* Task item: Transcribe the records that follow, keeping every word as it stands.

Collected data
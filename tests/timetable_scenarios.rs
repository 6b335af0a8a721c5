// SPDX-FileCopyrightText: 2026 Bruno Meilick
// SPDX-License-Identifier: LicenseRef-StudioTimetable-FreeUse-NoCopy-NoDerivatives
//
// All rights reserved.
//
// This file is part of Studio Timetable and is proprietary software.
// Unauthorized copying, modification, or distribution is prohibited.

use std::fs;
use std::path::{Path, PathBuf};

use rstest::rstest;
use studio_timetable::config::TimetableConfig;
use studio_timetable::layout::{layout_week, GeometryOptions, BASE_Z_INDEX};
use studio_timetable::model::{Batch, BatchId, BatchIssue, Mode, Weekday};
use studio_timetable::render::render_week_unicode;
use studio_timetable::store::{BatchSource, JsonFileBatchSource};

fn fixture_path(name: &str) -> PathBuf {
    Path::new(env!("CARGO_MANIFEST_DIR")).join("tests").join("fixtures").join("timetable").join(name)
}

fn read_fixture(name: &str) -> String {
    let path = fixture_path(name);
    fs::read_to_string(&path).unwrap_or_else(|err| panic!("failed to read {path:?}: {err}"))
}

fn load_batches(name: &str) -> Vec<Batch> {
    JsonFileBatchSource::new(fixture_path(name))
        .batches()
        .unwrap_or_else(|err| panic!("expected {name} to load, got error: {err}"))
}

fn assert_close(actual: f64, expected: f64) {
    assert!((actual - expected).abs() < 1e-9, "expected {expected}, got {actual}");
}

#[test]
fn monday_overlap_stacks_b_and_reuses_lane_zero_for_c() {
    let week = layout_week(&load_batches("monday_overlap.json"), &GeometryOptions::default());
    let monday = week.day(Weekday::Monday).expect("monday");

    let lanes =
        monday.placements.iter().map(|p| (p.name.as_str(), p.lane_index)).collect::<Vec<_>>();
    assert_eq!(lanes, [("A", 0), ("B", 1), ("C", 0)]);
    assert_eq!(monday.lane_count, 2);

    let a = &monday.placements[0];
    assert_close(a.geometry.left_fraction, 60.0 / 1020.0);
    assert_close(a.geometry.width_fraction, 60.0 / 1020.0);
    assert_eq!(a.geometry.z_index, BASE_Z_INDEX);

    let b = &monday.placements[1];
    assert_eq!(b.mode, Mode::Online);
    assert_close(b.geometry.vertical_offset, 4.0);
    assert_eq!(b.geometry.z_index, BASE_Z_INDEX + 1);
}

#[test]
fn morning_config_renders_the_expected_chart() {
    let config = TimetableConfig::load(fixture_path("morning_config.json")).expect("config");
    let week = layout_week(&load_batches("monday_overlap.json"), &config.geometry_options());

    let b = &week.day(Weekday::Monday).expect("monday").placements[1];
    assert_close(b.geometry.vertical_offset, 6.0);

    let rendered = render_week_unicode(&week, config.chart_width).expect("render");
    let expected = read_fixture("monday_overlap_morning.txt");
    assert_eq!(rendered, expected.trim_end_matches('\n'));
}

#[test]
fn studio_week_source_orders_batches_by_name() {
    let names = load_batches("studio_week.json")
        .iter()
        .map(|b| b.name().to_owned())
        .collect::<Vec<_>>();
    assert_eq!(names, ["Moonlight Yin", "Pranayama", "Prenatal", "Sunrise Hatha", "Vinyasa Flow"]);
}

#[test]
fn only_the_unparseable_batch_fails_validation() {
    let batches = load_batches("studio_week.json");
    let invalid = batches
        .iter()
        .filter_map(|b| b.validate().err())
        .collect::<Vec<_>>();
    assert_eq!(invalid.len(), 1);
    assert_eq!(invalid[0].batch_id.as_str(), "9a44c0d2");
    assert!(matches!(
        invalid[0].issues.as_slice(),
        [BatchIssue::InvalidTiming { entry_index: 0, .. }]
    ));
}

#[rstest]
#[case::monday(Weekday::Monday, 2, &["Sunrise Hatha", "Vinyasa Flow"])]
#[case::tuesday(Weekday::Tuesday, 1, &["Sunrise Hatha", "Prenatal"])]
#[case::friday(Weekday::Friday, 0, &[])]
#[case::saturday(Weekday::Saturday, 1, &["Vinyasa Flow", "Moonlight Yin"])]
fn studio_week_days(
    #[case] day: Weekday,
    #[case] lane_count: usize,
    #[case] names: &[&str],
) {
    let week = layout_week(&load_batches("studio_week.json"), &GeometryOptions::default());
    let layout = week.day(day).expect("day");
    assert_eq!(layout.lane_count, lane_count, "{day}");
    assert_eq!(layout.placements.iter().map(|p| p.name.as_str()).collect::<Vec<_>>(), names);
}

#[test]
fn one_batch_can_sit_in_different_lanes_on_different_days() {
    let week = layout_week(&load_batches("studio_week.json"), &GeometryOptions::default());
    let flow = BatchId::new("5b0e7c1a").expect("id");

    let placements = week
        .placements_for(&flow)
        .map(|(day, p)| (day, p.lane_index, p.start_minutes, p.timing_label.to_string()))
        .collect::<Vec<_>>();
    assert_eq!(
        placements,
        [
            (Weekday::Monday, 1, 390, "6:30 AM - 7:30 AM".to_owned()),
            (Weekday::Wednesday, 1, 390, "6:30 AM - 7:30 AM".to_owned()),
            (Weekday::Saturday, 0, 1050, "5:30 PM – 6:30 PM".to_owned()),
        ]
    );
}

#[test]
fn json_output_is_ordered_monday_first_with_full_geometry() {
    let week = layout_week(&load_batches("studio_week.json"), &GeometryOptions::default());
    let value = serde_json::to_value(&week).expect("json");

    assert_eq!(value["window"]["start_hour"], 5);
    assert_eq!(value["window"]["end_hour"], 22);
    let days = value["days"].as_array().expect("days");
    assert_eq!(days.len(), 7);
    assert_eq!(days[0]["day"], "Monday");
    assert_eq!(days[6]["day"], "Sunday");

    let night = &days[5]["placements"][1];
    assert_eq!(night["id"], "e71f0b35");
    assert_eq!(night["name"], "Moonlight Yin");
    assert_eq!(night["timing_label"], "11:30 PM - 12:30 AM");
    assert_eq!(night["mode"], "Online");
    assert_eq!(night["start_minutes"], 1410);
    assert_eq!(night["duration_minutes"], 60);
    assert_eq!(night["lane_index"], 0);
    assert_eq!(night["geometry"]["z_index"], 10);
}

* Written solution:
filename tests/timetable_scenarios.rs
repository 6b335af0a8a721c5
// SPDX-FileCopyrightText: 2026 Bruno Meilick
// SPDX-License-Identifier: LicenseRef-StudioTimetable-FreeUse-NoCopy-NoDerivatives
//
// All rights reserved.
//
// This file is part of Studio Timetable and is proprietary software.
// Unauthorized copying, modification, or distribution is prohibited.

use std::fs;
use std::path::{Path, PathBuf};

use rstest::rstest;
use studio_timetable::config::TimetableConfig;
use studio_timetable::layout::{layout_week, GeometryOptions, BASE_Z_INDEX};
use studio_timetable::model::{Batch, BatchId, BatchIssue, Mode, Weekday};
use studio_timetable::render::render_week_unicode;
use studio_timetable::store::{BatchSource, JsonFileBatchSource};

fn fixture_path(name: &str) -> PathBuf {
    Path::new(env!("CARGO_MANIFEST_DIR")).join("tests").join("fixtures").join("timetable").join(name)
}

fn read_fixture(name: &str) -> String {
    let path = fixture_path(name);
    fs::read_to_string(&path).unwrap_or_else(|err| panic!("failed to read {path:?}: {err}"))
}

fn load_batches(name: &str) -> Vec<Batch> {
    JsonFileBatchSource::new(fixture_path(name))
        .batches()
        .unwrap_or_else(|err| panic!("expected {name} to load, got error: {err}"))
}

fn assert_close(actual: f64, expected: f64) {
    assert!((actual - expected).abs() < 1e-9, "expected {expected}, got {actual}");
}

#[test]
fn monday_overlap_stacks_b_and_reuses_lane_zero_for_c() {
    let week = layout_week(&load_batches("monday_overlap.json"), &GeometryOptions::default());
    let monday = week.day(Weekday::Monday).expect("monday");

    let lanes =
        monday.placements.iter().map(|p| (p.name.as_str(), p.lane_index)).collect::<Vec<_>>();
    assert_eq!(lanes, [("A", 0), ("B", 1), ("C", 0)]);
    assert_eq!(monday.lane_count, 2);

    let a = &monday.placements[0];
    assert_close(a.geometry.left_fraction, 60.0 / 1020.0);
    assert_close(a.geometry.width_fraction, 60.0 / 1020.0);
    assert_eq!(a.geometry.z_index, BASE_Z_INDEX);

    let b = &monday.placements[1];
    assert_eq!(b.mode, Mode::Online);
    assert_close(b.geometry.vertical_offset, 4.0);
    assert_eq!(b.geometry.z_index, BASE_Z_INDEX + 1);
}

#[test]
fn morning_config_renders_the_expected_chart() {
    let config = TimetableConfig::load(fixture_path("morning_config.json")).expect("config");
    let week = layout_week(&load_batches("monday_overlap.json"), &config.geometry_options());

    let b = &week.day(Weekday::Monday).expect("monday").placements[1];
    assert_close(b.geometry.vertical_offset, 6.0);

    let rendered = render_week_unicode(&week, config.chart_width).expect("render");
    let expected = read_fixture("monday_overlap_morning.txt");
    assert_eq!(rendered, expected.trim_end_matches('\n'));
}

#[test]
fn studio_week_source_orders_batches_by_name() {
    let names = load_batches("studio_week.json")
        .iter()
        .map(|b| b.name().to_owned())
        .collect::<Vec<_>>();
    assert_eq!(names, ["Moonlight Yin", "Pranayama", "Prenatal", "Sunrise Hatha", "Vinyasa Flow"]);
}

#[test]
fn only_the_unparseable_batch_fails_validation() {
    let batches = load_batches("studio_week.json");
    let invalid = batches
        .iter()
        .filter_map(|b| b.validate().err())
        .collect::<Vec<_>>();
    assert_eq!(invalid.len(), 1);
    assert_eq!(invalid[0].batch_id.as_str(), "9a44c0d2");
    assert!(matches!(
        invalid[0].issues.as_slice(),
        [BatchIssue::InvalidTiming { entry_index: 0, .. }]
    ));
}

#[rstest]
#[case::monday(Weekday::Monday, 2, &["Sunrise Hatha", "Vinyasa Flow"])]
#[case::tuesday(Weekday::Tuesday, 1, &["Sunrise Hatha", "Prenatal"])]
#[case::friday(Weekday::Friday, 0, &[])]
#[case::saturday(Weekday::Saturday, 1, &["Vinyasa Flow", "Moonlight Yin"])]
fn studio_week_days(
    #[case] day: Weekday,
    #[case] lane_count: usize,
    #[case] names: &[&str],
) {
    let week = layout_week(&load_batches("studio_week.json"), &GeometryOptions::default());
    let layout = week.day(day).expect("day");
    assert_eq!(layout.lane_count, lane_count, "{day}");
    assert_eq!(layout.placements.iter().map(|p| p.name.as_str()).collect::<Vec<_>>(), names);
}

#[test]
fn one_batch_can_sit_in_different_lanes_on_different_days() {
    let week = layout_week(&load_batches("studio_week.json"), &GeometryOptions::default());
    let flow = BatchId::new("5b0e7c1a").expect("id");

    let placements = week
        .placements_for(&flow)
        .map(|(day, p)| (day, p.lane_index, p.start_minutes, p.timing_label.to_string()))
        .collect::<Vec<_>>();
    assert_eq!(
        placements,
        [
            (Weekday::Monday, 1, 390, "6:30 AM - 7:30 AM".to_owned()),
            (Weekday::Wednesday, 1, 390, "6:30 AM - 7:30 AM".to_owned()),
            (Weekday::Saturday, 0, 1050, "5:30 PM – 6:30 PM".to_owned()),
        ]
    );
}

#[test]
fn json_output_is_ordered_monday_first_with_full_geometry() {
    let week = layout_week(&load_batches("studio_week.json"), &GeometryOptions::default());
    let value = serde_json::to_value(&week).expect("json");

    assert_eq!(value["window"]["start_hour"], 5);
    assert_eq!(value["window"]["end_hour"], 22);
    let days = value["days"].as_array().expect("days");
    assert_eq!(days.len(), 7);
    assert_eq!(days[0]["day"], "Monday");
    assert_eq!(days[6]["day"], "Sunday");

    let night = &days[5]["placements"][1];
    assert_eq!(night["id"], "e71f0b35");
    assert_eq!(night["name"], "Moonlight Yin");
    assert_eq!(night["timing_label"], "11:30 PM - 12:30 AM");
    assert_eq!(night["mode"], "Online");
    assert_eq!(night["start_minutes"], 1410);
    assert_eq!(night["duration_minutes"], 60);
    assert_eq!(night["lane_index"], 0);
    assert_eq!(night["geometry"]["z_index"], 10);
}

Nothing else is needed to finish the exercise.